Moore Jill E, Pratt Henry E, Fan Kaili, Phalke Nishigandha, Fisher Jonathan, Elhajjajy Shaimae I, Andrews Gregory, Gao Mingshi, Shedd Nicole, Fu Yu, Lacadie Matthew C, Meza Jair, Ganna Mohit, Choudhury Eva, Swofford Ross, Farrell Nina P, Pampari Anusri, Ramalingam Vivekanandan, Reese Fairlie, Borsari Beatrice, Yu Michelle, Wattenberg Eve, Ruiz-Romero Marina, Razavi-Mohseni Milad, Xu Jinrui, Galeev Timur, Beer Michael A, Guigó Roderic, Gerstein Mark, Engreitz Jesse, Ljungman Mats, Reddy Timothy E, Snyder Michael P, Epstein Charles B, Gaskell Elizabeth, Bernstein Bradley E, Dickel Diane E, Visel Axel, Pennacchio Len A, Mortazavi Ali, Kundaje Anshul, Weng Zhiping
Department of Genomics and Computational Biology, University of Massachusetts Chan Medical School, Worcester, MA, USA.
Broad Institute of MIT and Harvard, Cambridge, MA, USA.
bioRxiv. 2024 Dec 26:2024.12.26.629296. doi: 10.1101/2024.12.26.629296.
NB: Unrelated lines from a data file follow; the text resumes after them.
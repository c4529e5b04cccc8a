//! API client for the unichess backend.
//!
//! This module provides the `ApiClient` struct for logging in, creating
//! accounts, and making bearer-authenticated user requests.

use std::time::Duration;

use anyhow::Result;
use reqwest::{multipart, Client};
use serde::de::DeserializeOwned;
use tracing::debug;

use crate::login::{AuthApi, Credentials};
use crate::models::{LoginResponse, NewUser, User};
use crate::session::SessionToken;

use super::ApiError;

// ============================================================================
// Constants
// ============================================================================

/// HTTP request timeout in seconds.
/// A timed-out login surfaces to the user as a network failure.
const REQUEST_TIMEOUT_SECS: u64 = 30;

/// API client for the unichess backend.
/// Clone is cheap - reqwest::Client uses Arc internally for connection pooling.
#[derive(Clone)]
pub struct ApiClient {
    client: Client,
    base_url: String,
    token: Option<SessionToken>,
}

impl ApiClient {
    /// Create a new API client for the given base URL
    pub fn new(base_url: impl Into<String>) -> Result<Self> {
        let client = Client::builder()
            .timeout(Duration::from_secs(REQUEST_TIMEOUT_SECS))
            .build()?;

        let base_url = base_url.into().trim_end_matches('/').to_string();

        Ok(Self {
            client,
            base_url,
            token: None,
        })
    }

    pub fn base_url(&self) -> &str {
        &self.base_url
    }

    /// Create a new ApiClient with the given token, sharing the connection pool.
    pub fn with_token(&self, token: SessionToken) -> Self {
        Self {
            client: self.client.clone(),
            base_url: self.base_url.clone(),
            token: Some(token),
        }
    }

    fn url(&self, path: &str) -> String {
        format!("{}{}", self.base_url, path)
    }

    /// Exchange credentials for a session token.
    ///
    /// Sends `username` and `password` as a multipart form body.
    pub async fn login(&self, credentials: &Credentials) -> Result<SessionToken, ApiError> {
        let url = self.url("/users/login");
        debug!(url = %url, username = %credentials.username(), "Sending login request");

        let form = multipart::Form::new()
            .text("username", credentials.username().to_string())
            .text("password", credentials.password().to_string());

        let response = self.client.post(&url).multipart(form).send().await?;
        let response = Self::check_response(response).await?;

        let body = response.text().await?;
        let login: LoginResponse = serde_json::from_str(&body).map_err(|e| {
            ApiError::MalformedResponse(format!("Failed to parse login response: {}", e))
        })?;

        login
            .access_token
            .and_then(SessionToken::new)
            .ok_or_else(|| ApiError::MalformedResponse("missing access_token".to_string()))
    }

    /// Create a new account
    pub async fn register(&self, email: &str, password: &str) -> Result<User, ApiError> {
        let url = self.url("/users/");
        debug!(url = %url, email = %email, "Sending registration request");

        let body = NewUser {
            email: email.to_string(),
            password: password.to_string(),
        };
        let response = self.client.post(&url).json(&body).send().await?;
        let response = Self::check_response(response).await?;
        Self::decode(response).await
    }

    /// Look up a user by id. Requires a bearer token.
    pub async fn fetch_user(&self, uid: i64) -> Result<User, ApiError> {
        let url = self.url(&format!("/users/{}", uid));
        let mut request = self.client.get(&url);
        if let Some(ref token) = self.token {
            request = request.bearer_auth(token.as_str());
        }
        let response = request.send().await?;
        let response = Self::check_response(response).await?;
        Self::decode(response).await
    }

    /// Check if response is successful, returning an error with body if not.
    async fn check_response(response: reqwest::Response) -> Result<reqwest::Response, ApiError> {
        if response.status().is_success() {
            Ok(response)
        } else {
            let status = response.status();
            let body = response.text().await.unwrap_or_default();
            debug!(%status, "Request rejected");
            Err(ApiError::from_status(status, &body))
        }
    }

    async fn decode<T: DeserializeOwned>(response: reqwest::Response) -> Result<T, ApiError> {
        let body = response.text().await?;
        serde_json::from_str(&body)
            .map_err(|e| ApiError::MalformedResponse(format!("Failed to parse response: {}", e)))
    }
}

impl AuthApi for ApiClient {
    async fn login(&self, credentials: &Credentials) -> Result<SessionToken, ApiError> {
        ApiClient::login(self, credentials).await
    }
}

#[cfg(test)]
mod tests {
    use super::*;
    use crate::testing::{serve_once, unreachable_url};
    use reqwest::StatusCode;

    fn alice(password: &str) -> Credentials {
        Credentials::new("alice", password)
    }

    #[test]
    fn test_base_url_trailing_slash_trimmed() {
        let client = ApiClient::new("http://localhost:8000/").expect("client");
        assert_eq!(client.base_url(), "http://localhost:8000");
        assert_eq!(client.url("/users/login"), "http://localhost:8000/users/login");
    }

    #[tokio::test]
    async fn test_login_success_sends_multipart_form() {
        let (url, server) =
            serve_once("200 OK", r#"{"access_token": "abc123", "token_type": "bearer"}"#).await;
        let client = ApiClient::new(url).expect("client");

        let token = client.login(&alice("secret")).await.expect("login succeeds");
        assert_eq!(token.as_str(), "abc123");

        let request = server.await.expect("server task");
        assert!(request.starts_with("POST /users/login "));
        assert!(request.to_ascii_lowercase().contains("content-type: multipart/form-data"));
        assert!(request.contains("name=\"username\"\r\n\r\nalice\r\n"));
        assert!(request.contains("name=\"password\"\r\n\r\nsecret\r\n"));
    }

    #[tokio::test]
    async fn test_login_empty_credentials_are_sent() {
        let (url, server) = serve_once("200 OK", r#"{"access_token": "t"}"#).await;
        let client = ApiClient::new(url).expect("client");

        client
            .login(&Credentials::new("", ""))
            .await
            .expect("login succeeds");

        let request = server.await.expect("server task");
        assert!(request.contains("name=\"username\"\r\n\r\n\r\n"));
        assert!(request.contains("name=\"password\"\r\n\r\n\r\n"));
    }

    #[tokio::test]
    async fn test_login_rejected_with_detail() {
        let (url, _server) =
            serve_once("401 Unauthorized", r#"{"detail": "Incorrect credentials"}"#).await;
        let client = ApiClient::new(url).expect("client");

        let err = client.login(&alice("wrong")).await.expect_err("login fails");
        assert!(matches!(
            err,
            ApiError::Rejected { status, .. } if status == StatusCode::UNAUTHORIZED
        ));
        assert_eq!(err.user_message(), "Incorrect credentials");
    }

    #[tokio::test]
    async fn test_login_rejected_without_json_uses_status_phrase() {
        let (url, _server) = serve_once("503 Service Unavailable", "upstream down").await;
        let client = ApiClient::new(url).expect("client");

        let err = client.login(&alice("secret")).await.expect_err("login fails");
        assert_eq!(err.user_message(), "Service Unavailable");
    }

    #[tokio::test]
    async fn test_login_success_without_token_is_malformed() {
        let (url, _server) = serve_once("200 OK", r#"{"token_type": "bearer"}"#).await;
        let client = ApiClient::new(url).expect("client");

        let err = client.login(&alice("secret")).await.expect_err("login fails");
        assert!(matches!(err, ApiError::MalformedResponse(_)));
    }

    #[tokio::test]
    async fn test_login_success_with_non_json_is_malformed() {
        let (url, _server) = serve_once("200 OK", "<html>ok</html>").await;
        let client = ApiClient::new(url).expect("client");

        let err = client.login(&alice("secret")).await.expect_err("login fails");
        assert!(matches!(err, ApiError::MalformedResponse(_)));
    }

    #[tokio::test]
    async fn test_login_network_failure() {
        let client = ApiClient::new(unreachable_url().await).expect("client");

        let err = client.login(&alice("secret")).await.expect_err("login fails");
        assert!(matches!(err, ApiError::Network(_)));
        assert_eq!(err.user_message(), "Network error, please try again later");
    }

    #[tokio::test]
    async fn test_register_posts_json() {
        let (url, server) =
            serve_once("200 OK", r#"{"id": 7, "email": "alice@example.com"}"#).await;
        let client = ApiClient::new(url).expect("client");

        let user = client
            .register("alice@example.com", "secret")
            .await
            .expect("register succeeds");
        assert_eq!(user, User { id: 7, email: "alice@example.com".to_string() });

        let request = server.await.expect("server task");
        assert!(request.starts_with("POST /users/ "));
        assert!(request.contains(r#""email":"alice@example.com""#));
    }

    #[tokio::test]
    async fn test_register_existing_email() {
        let (url, _server) = serve_once(
            "400 Bad Request",
            r#"{"detail": "An account with this email already exists"}"#,
        )
        .await;
        let client = ApiClient::new(url).expect("client");

        let err = client
            .register("alice@example.com", "secret")
            .await
            .expect_err("register fails");
        assert_eq!(err.user_message(), "An account with this email already exists");
    }

    #[tokio::test]
    async fn test_fetch_user_sends_bearer_token() {
        let (url, server) =
            serve_once("200 OK", r#"{"id": 7, "email": "alice@example.com"}"#).await;
        let token = SessionToken::new("abc123").expect("token");
        let client = ApiClient::new(url).expect("client").with_token(token);

        let user = client.fetch_user(7).await.expect("fetch succeeds");
        assert_eq!(user.id, 7);

        let request = server.await.expect("server task");
        assert!(request.starts_with("GET /users/7 "));
        assert!(request.to_ascii_lowercase().contains("authorization: bearer abc123"));
    }

    #[tokio::test]
    async fn test_fetch_user_not_found() {
        let (url, _server) = serve_once("404 Not Found", r#"{"detail": "User not found"}"#).await;
        let client = ApiClient::new(url).expect("client");

        let err = client.fetch_user(99).await.expect_err("fetch fails");
        assert_eq!(err.user_message(), "User not found");
    }
}
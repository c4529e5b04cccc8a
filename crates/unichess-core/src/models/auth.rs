use serde::{Deserialize, Serialize};

/// Body of a successful login. Only `access_token` is consumed.
#[derive(Debug, Clone, Serialize, Deserialize)]
#[cfg_attr(feature = "ts", derive(ts_rs::TS), ts(export))]
pub struct LoginResponse {
    pub access_token: Option<String>,
    pub token_type: Option<String>,
}

/// Failure payload, e.g. `{"detail": "Incorrect credentials"}`
#[derive(Debug, Clone, Serialize, Deserialize)]
#[cfg_attr(feature = "ts", derive(ts_rs::TS), ts(export))]
pub struct ErrorBody {
    pub detail: Option<ErrorDetail>,
}

#[derive(Debug, Clone, Serialize, Deserialize)]
#[cfg_attr(feature = "ts", derive(ts_rs::TS), ts(export))]
#[serde(untagged)]
pub enum ErrorDetail {
    Message(String),
    /// Request validation failures, one entry per offending field
    Validation(Vec<ValidationError>),
}

#[derive(Debug, Clone, Serialize, Deserialize)]
#[cfg_attr(feature = "ts", derive(ts_rs::TS), ts(export))]
pub struct ValidationError {
    pub msg: String,
}

impl ErrorDetail {
    /// Human-readable message, `None` when there is nothing to show
    pub fn message(&self) -> Option<String> {
        let message = match self {
            ErrorDetail::Message(msg) => msg.trim().to_string(),
            ErrorDetail::Validation(errors) => errors
                .iter()
                .map(|e| e.msg.trim())
                .filter(|m| !m.is_empty())
                .collect::<Vec<_>>()
                .join("; "),
        };
        if message.is_empty() {
            None
        } else {
            Some(message)
        }
    }
}
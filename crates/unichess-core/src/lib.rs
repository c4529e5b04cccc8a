//! unichess-core - client-side session and authentication lifecycle.
//!
//! Acquires a bearer token from the login endpoint, keeps it in one of the
//! session store strategies, and uses its presence to gate the login view.

pub mod api;
pub mod config;
pub mod guard;
pub mod login;
pub mod models;
pub mod notify;
pub mod routes;
pub mod session;

#[cfg(test)]
mod testing;

pub use api::{ApiClient, ApiError};
pub use config::{Config, Environment};
pub use guard::{mount_login_view, GuardDecision, LoginView, SessionGuard};
pub use login::{logout, AuthApi, Credentials, LoginFlow, LoginForm, LoginState, SubmitOutcome};
pub use notify::{Notifier, Toast, Toasts};
pub use routes::{History, Navigator, Route};
pub use session::{SessionStore, SessionStrategy, SessionToken};
//! Session store for the client's bearer token.
//!
//! This module provides:
//! - `SessionToken`: the opaque bearer credential issued at login
//! - `SessionStore`: the get/set/clear contract every consumer depends on
//! - Three persistence strategies, exactly one selected per deployment:
//!   - `CookieStore`: survives restarts, expires 1 day after login
//!   - `MemoryStore`: process lifetime only, notifies subscribers on write
//!   - `LocalStorage`: survives restarts indefinitely, no notification
//!
//! Stores are shared as `Arc<dyn SessionStore>` and injected into the
//! login flow and session guard.

pub mod cookie_store;
pub mod local_storage;
pub mod memory;

use std::fmt;
use std::sync::Arc;

use anyhow::Result;
use serde::{Deserialize, Serialize};
use tracing::debug;

use crate::config::Config;

pub use cookie_store::{CookieStore, COOKIE_NAME};
pub use local_storage::LocalStorage;
pub use memory::MemoryStore;

/// Opaque bearer token issued by the backend.
///
/// Never parsed or validated. The empty string is the absent state, so a
/// `SessionToken` always holds a non-empty value.
#[derive(Clone, PartialEq, Eq, Hash)]
pub struct SessionToken(String);

impl SessionToken {
    pub fn new(value: impl Into<String>) -> Option<Self> {
        let value = value.into();
        if value.is_empty() {
            None
        } else {
            Some(Self(value))
        }
    }

    pub fn as_str(&self) -> &str {
        &self.0
    }

    pub fn into_inner(self) -> String {
        self.0
    }
}

impl fmt::Debug for SessionToken {
    fn fmt(&self, f: &mut fmt::Formatter<'_>) -> fmt::Result {
        f.write_str("SessionToken(<redacted>)")
    }
}

/// Which medium holds the session token.
#[derive(Debug, Clone, Copy, PartialEq, Eq, Default, Serialize, Deserialize)]
#[serde(rename_all = "snake_case")]
pub enum SessionStrategy {
    #[default]
    Cookie,
    Memory,
    LocalStorage,
}

impl SessionStrategy {
    /// How long a token lives in this medium, for display
    pub fn lifetime(&self) -> &'static str {
        match self {
            SessionStrategy::Cookie => "1 day",
            SessionStrategy::Memory => "until exit",
            SessionStrategy::LocalStorage => "until logout",
        }
    }
}

impl fmt::Display for SessionStrategy {
    fn fmt(&self, f: &mut fmt::Formatter<'_>) -> fmt::Result {
        let name = match self {
            SessionStrategy::Cookie => "cookie",
            SessionStrategy::Memory => "memory",
            SessionStrategy::LocalStorage => "local storage",
        };
        f.write_str(name)
    }
}

/// Holder of at most one session token.
///
/// Implementations never fail on write: persistence errors are logged and
/// the call returns normally.
pub trait SessionStore: Send + Sync {
    /// Current token, or `None` when unauthenticated
    fn token(&self) -> Option<SessionToken>;

    /// Replace the current token
    fn set_token(&self, token: SessionToken);

    /// Reset to the unauthenticated state
    fn clear_token(&self);

    fn strategy(&self) -> SessionStrategy;

    fn is_authenticated(&self) -> bool {
        self.token().is_some()
    }
}

/// Open the session store selected by the configuration.
pub fn open(config: &Config) -> Result<Arc<dyn SessionStore>> {
    let strategy = config.session_strategy;
    debug!(%strategy, environment = ?config.environment, "Opening session store");

    let store: Arc<dyn SessionStore> = match strategy {
        SessionStrategy::Cookie => Arc::new(CookieStore::new(
            config.cache_dir()?,
            config.cookie_domain()?,
            config.environment.is_production(),
        )),
        SessionStrategy::Memory => Arc::new(MemoryStore::new()),
        SessionStrategy::LocalStorage => {
            Arc::new(LocalStorage::new(config.data_dir()?, config.api_url()))
        }
    };
    Ok(store)
}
Mammalian genomes contain millions of regulatory elements that control the complex patterns of gene expression. Previously, The ENCODE consortium mapped biochemical signals across many cell types and tissues and integrated these data to develop a Registry of 0.9 million human and 300 thousand mouse candidate cis-Regulatory Elements (cCREs) annotated with potential functions. We have expanded the Registry to include 2.35 million human and 927 thousand mouse cCREs, leveraging new ENCODE datasets and enhanced computational methods. This expanded Registry covers hundreds of unique cell and tissue types, providing a comprehensive understanding of gene regulation. Functional characterization data from assays like STARR-seq, MPRA, CRISPR perturbation, and transgenic mouse assays now cover over 90% of human cCREs, revealing complex regulatory functions. We identified thousands of novel silencer cCREs and demonstrated their dual enhancer/silencer roles in different cellular contexts. Integrating the Registry with other ENCODE annotations facilitates genetic variation interpretation and trait-associated gene identification, exemplified by discovering as a novel causal gene for red blood cell traits. This expanded Registry is a valuable resource for studying the regulatory genome and its impact on health and disease.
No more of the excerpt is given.